Dall’altro lato, abbiamo la mente pensante,
un concetto più sfuggente che si riferisce all’esperienza soggettiva
della coscienza, del pensiero, dei sentimenti e delle emozioni. La
mente è il luogo dei pensieri, delle percezioni e delle rappresentazioni del
mondo esterno, e sembra trascendere la mera biologia del cervello. È
attraverso la mente che sperimentiamo il mondo e diamo significato alle nostre
esperienze, dando vita a una realtà soggettiva unica per ciascun individuo.
La mente è il punto di contatto tra il mondo esterno e la nostra coscienza.
Ma l’organo fisico e l’organo mentale rispondono alle stesse
leggi, perché sono i due aspetti di un’unica moneta e si sono coevoluti
insieme.
Il loro rapporto ricorda l’entanglement della fisica
quantistica, per cui due particelle che sono state in un rapporto reciproco per
un certo tempo (ovvero due polarità) rimangono per sempre unite al di là dello
spazio e del tempo. Non riuscirete mai a separare il bene dal male o il fisico
dal mentale o l’esterno dall’interno. Sono uniti per sempre.
Ma non confondiamo le nostre esigenze morali con il
funzionamento delle leggi naturali, che non c’entrano niente con la nostra
etica.
Essendo figli della natura, anche noi vorremmo che ci fosse un
equilibrio fra le nostre azioni, vorremmo che tornassero i conti fra bene e
male, fra piacere e dolore, fra successi e perdite, che fossero almeno in
pareggio. E abbiamo costruito un’etica che è una specie di conto profitti e
perdite. Ed ecco l’idea del karma o della giustizia retributiva, qui o dopo
la morte.
Ma anche qui non si tratta di ricorrere a una specie di Giudice
divino, ma di trovare una legge di funzionamento, perfettamente naturale e
meccanica, come quelle della fisica. E questa legge è quella di
azione/reazione. All’interno delle singole esistenze questa legge funziona
sempre, perché a ogni azione deve corrispondere una reazione uguale e
contraria, così come a ogni sistole deve corrispondere una diastole. Ma ci sono
vite in cui i conti non tornano perché sono troppo brevi o disseminate di
eventi molto più negativi che positivi.
Nonostante questo, i conti devono tornare, e quindi ci dev’essere
una compensazione fra una esistenza e l’altra. Purtroppo le interrelazioni sono
talmente tante e complesse, una rete che abbraccia l’intero universo per
miliardi di anni, che non riusciamo a ricostruirle.
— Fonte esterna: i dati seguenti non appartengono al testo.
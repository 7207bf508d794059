//! Archive export records.

use serde::{Deserialize, Serialize};

use crate::path::VfsPath;
use crate::time::Timestamp;

/// Container format for subtree exports.
#[derive(Debug, Clone, Copy, PartialEq, Eq, Serialize, Deserialize)]
#[serde(rename_all = "snake_case")]
pub enum ArchiveFormat {
    /// ZIP with deflate compression.
    Zip,
    /// Gzip-compressed tar.
    TarGz,
}

impl ArchiveFormat {
    /// Conventional filename extension for the format.
    pub fn extension(&self) -> &'static str {
        match self {
            ArchiveFormat::Zip => "zip",
            ArchiveFormat::TarGz => "tar.gz",
        }
    }
}

impl std::fmt::Display for ArchiveFormat {
    fn fmt(&self, f: &mut std::fmt::Formatter<'_>) -> std::fmt::Result {
        write!(f, "{}", self.extension())
    }
}

/// A file left out of an export, and why.
#[derive(Debug, Clone, PartialEq, Eq, Serialize, Deserialize)]
pub struct SkippedEntry {
    pub path: VfsPath,
    pub reason: String,
}

/// Manifest of one archive export.
///
/// Exports degrade per file instead of failing outright: every file that
/// could not be included is recorded here, and the manifest itself ships
/// inside the archive.
#[derive(Debug, Clone, PartialEq, Eq, Serialize, Deserialize)]
pub struct ExportManifest {
    /// Subtree root the export was asked for.
    pub root: VfsPath,
    /// Point-in-time cut-off, if one was requested.
    pub cutoff: Option<Timestamp>,
    /// Archive-relative names of the files included.
    pub archived: Vec<String>,
    /// Files skipped, with reasons.
    pub skipped: Vec<SkippedEntry>,
}

impl ExportManifest {
    pub fn new(root: VfsPath, cutoff: Option<Timestamp>) -> Self {
        Self {
            root,
            cutoff,
            archived: Vec::new(),
            skipped: Vec::new(),
        }
    }

    pub fn record_archived(&mut self, name: impl Into<String>) {
        self.archived.push(name.into());
    }

    pub fn record_skipped(&mut self, path: VfsPath, reason: impl Into<String>) {
        self.skipped.push(SkippedEntry {
            path,
            reason: reason.into(),
        });
    }

    /// True when every file under the root made it into the archive.
    pub fn is_complete(&self) -> bool {
        self.skipped.is_empty()
    }
}
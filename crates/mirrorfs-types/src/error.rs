//! The error taxonomy shared by every mirrorfs component.

use crate::encoding::Encoding;
use crate::path::VfsPath;
use crate::time::Timestamp;

/// Errors surfaced by the VFS engine.
///
/// Validation errors (`InvalidPath`, `Range`) reject the request before
/// any mutation. `OutOfOrder` is special: the write it reports has still
/// been applied to history, callers log it and continue. Collaborator
/// failures pass through unretried; retry policy belongs to the
/// collaborator, not this core.
#[derive(Debug, thiserror::Error)]
pub enum VfsError {
    /// Malformed path input, rejected before any mutation.
    #[error("invalid path: {reason}")]
    InvalidPath { reason: String },

    /// Unknown path, endpoint, operation or exact timestamp.
    #[error("not found: {what}")]
    NotFound { what: String },

    /// A snapshot write older than the path's latest. The snapshot has
    /// been appended to history anyway; only the latest pointer was
    /// unaffected.
    #[error("out-of-order snapshot for {path}: {timestamp} is older than latest {latest}")]
    OutOfOrder {
        path: VfsPath,
        timestamp: Timestamp,
        latest: Timestamp,
    },

    /// The byte range is invalid for the chosen codec.
    #[error("cannot decode as {encoding}: {reason}")]
    Decode { encoding: Encoding, reason: String },

    /// Offset past the end of the content.
    #[error("offset {offset} is beyond total size {size}")]
    Range { offset: u64, size: u64 },

    /// The remote collection agent rejected or failed a request.
    #[error("collector request failed: {0}")]
    Collector(String),

    /// The content store collaborator failed.
    #[error("content store error: {0}")]
    Storage(String),
}

impl VfsError {
    pub fn invalid_path(reason: impl Into<String>) -> Self {
        VfsError::InvalidPath {
            reason: reason.into(),
        }
    }

    pub fn not_found(what: impl std::fmt::Display) -> Self {
        VfsError::NotFound {
            what: what.to_string(),
        }
    }

    pub fn decode(encoding: Encoding, reason: impl Into<String>) -> Self {
        VfsError::Decode {
            encoding,
            reason: reason.into(),
        }
    }

    /// True for `NotFound`, the variant callers most often branch on.
    pub fn is_not_found(&self) -> bool {
        matches!(self, VfsError::NotFound { .. })
    }
}
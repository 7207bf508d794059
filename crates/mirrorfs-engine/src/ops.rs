//! OperationTracker — refresh and content-update job tracking.
//!
//! Operations are the engine's only write path to the remote agent:
//! register an id, hand the request to the [`Collector`], and wait for
//! the agent to call back. The agent delivers completion at least once,
//! so [`complete`](OperationTracker::complete) must be idempotent and
//! must swallow unknown ids. Nothing here times out: an operation whose
//! agent never answers stays `RUNNING` until the process dies, and
//! callers poll.

use std::collections::hash_map::Entry;
use std::collections::HashMap;
use std::sync::Arc;

use tokio::sync::RwLock;
use uuid::Uuid;

use mirrorfs_types::{
    EndpointId, OperationId, OperationInfo, OperationKind, OperationState, Timestamp, VfsError,
    VfsPath,
};

use crate::store::Collector;

/// Registry of in-flight and finished operations.
pub struct OperationTracker {
    collector: Arc<dyn Collector>,
    ops: RwLock<HashMap<OperationId, OperationInfo>>,
}

impl OperationTracker {
    pub fn new(collector: Arc<dyn Collector>) -> Self {
        Self {
            collector,
            ops: RwLock::new(HashMap::new()),
        }
    }

    /// Start a subtree metadata refresh. Returns the operation id the
    /// completion callback must quote.
    ///
    /// The registration is rolled back if the collector refuses the
    /// request; an operation nobody can ever complete must not linger.
    pub async fn start_refresh(
        &self,
        endpoint: EndpointId,
        path: VfsPath,
        max_depth: u32,
        notify_user: bool,
    ) -> Result<OperationId, VfsError> {
        let id = self
            .register(OperationKind::Refresh, &endpoint, &path, max_depth, notify_user)
            .await;
        tracing::debug!(operation = %id, %endpoint, %path, max_depth, "refresh requested");

        if let Err(err) = self
            .collector
            .request_refresh(&id, &endpoint, &path, max_depth)
            .await
        {
            self.ops.write().await.remove(&id);
            return Err(err);
        }
        Ok(id)
    }

    /// Start a single-file content re-collection.
    pub async fn start_content_update(
        &self,
        endpoint: EndpointId,
        path: VfsPath,
    ) -> Result<OperationId, VfsError> {
        let id = self
            .register(OperationKind::ContentUpdate, &endpoint, &path, 0, false)
            .await;
        tracing::debug!(operation = %id, %endpoint, %path, "content update requested");

        if let Err(err) = self
            .collector
            .request_content_update(&id, &endpoint, &path)
            .await
        {
            self.ops.write().await.remove(&id);
            return Err(err);
        }
        Ok(id)
    }

    /// Allocate a fresh unique id and register the operation as running.
    async fn register(
        &self,
        kind: OperationKind,
        endpoint: &EndpointId,
        path: &VfsPath,
        max_depth: u32,
        notify_user: bool,
    ) -> OperationId {
        let mut ops = self.ops.write().await;
        loop {
            let id = OperationId::new(Uuid::new_v4().simple().to_string());
            match ops.entry(id.clone()) {
                Entry::Occupied(_) => continue,
                Entry::Vacant(slot) => {
                    slot.insert(OperationInfo {
                        id: id.clone(),
                        kind,
                        endpoint: endpoint.clone(),
                        path: path.clone(),
                        max_depth,
                        notify_user,
                        state: OperationState::Running,
                        started_at: Timestamp::now(),
                    });
                    return id;
                }
            }
        }
    }

    /// Current state of an operation.
    pub async fn state(&self, id: &OperationId) -> Result<OperationState, VfsError> {
        let ops = self.ops.read().await;
        ops.get(id)
            .map(|op| op.state)
            .ok_or_else(|| VfsError::not_found(format!("operation {id}")))
    }

    /// Current state, verified to be of the expected kind. A known id
    /// of the wrong kind answers `NotFound`, so refresh and
    /// content-update ids live in distinct caller-visible namespaces.
    pub async fn state_of(
        &self,
        id: &OperationId,
        kind: OperationKind,
    ) -> Result<OperationState, VfsError> {
        let ops = self.ops.read().await;
        ops.get(id)
            .filter(|op| op.kind == kind)
            .map(|op| op.state)
            .ok_or_else(|| VfsError::not_found(format!("operation {id}")))
    }

    /// The full record for an operation, if known.
    pub async fn info(&self, id: &OperationId) -> Option<OperationInfo> {
        self.ops.read().await.get(id).cloned()
    }

    /// All tracked operations, oldest first.
    pub async fn list(&self) -> Vec<OperationInfo> {
        let ops = self.ops.read().await;
        let mut all: Vec<OperationInfo> = ops.values().cloned().collect();
        all.sort_by_key(|op| op.started_at);
        all
    }

    /// Mark an operation finished.
    ///
    /// Idempotent: completing a finished or unknown id is a no-op. The
    /// agent delivers completion at least once and may quote ids from a
    /// previous process lifetime; neither case is an error.
    pub async fn complete(&self, id: &OperationId) {
        let mut ops = self.ops.write().await;
        match ops.get_mut(id) {
            Some(op) if op.state == OperationState::Running => {
                op.state = OperationState::Finished;
                if op.notify_user {
                    tracing::info!(operation = %id, path = %op.path, "operation finished, user notification due");
                } else {
                    tracing::debug!(operation = %id, "operation finished");
                }
            }
            Some(_) => {
                tracing::debug!(operation = %id, "duplicate completion ignored");
            }
            None => {
                tracing::debug!(operation = %id, "completion for unknown operation ignored");
            }
        }
    }
}

impl std::fmt::Debug for OperationTracker {
    fn fmt(&self, f: &mut std::fmt::Formatter<'_>) -> std::fmt::Result {
        f.debug_struct("OperationTracker").finish()
    }
}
Da qui la necessità che la vita si prolunghi, qui altrove, per i singoli individui, o si
rifletta anche su altri individui e vite. Per il breve periodo, invece, o per
le vite abbastanza lunghe vale la legge delle antinomie, che regola il
comportamento entangled (correlato) delle polarità opposte, dei profitti e
delle perdite. Se c’è oggi un profitto, ci deve essere domani una perdita. Se c’è
oggi una perdita, ci deve essere domani una perdita.
Se studiamo le vite degli individui famosi o non-famosi, vedrete
applicata questo equilibrio. L’uomo di successo perde un figlio, si ammala o ha
dei tracolli. E il povero ha le sue felicità o vive più a lungo. Non fatevi
ingannare dalle apparenze. Il karma pesa su tutti. Basta aspettare e osservare.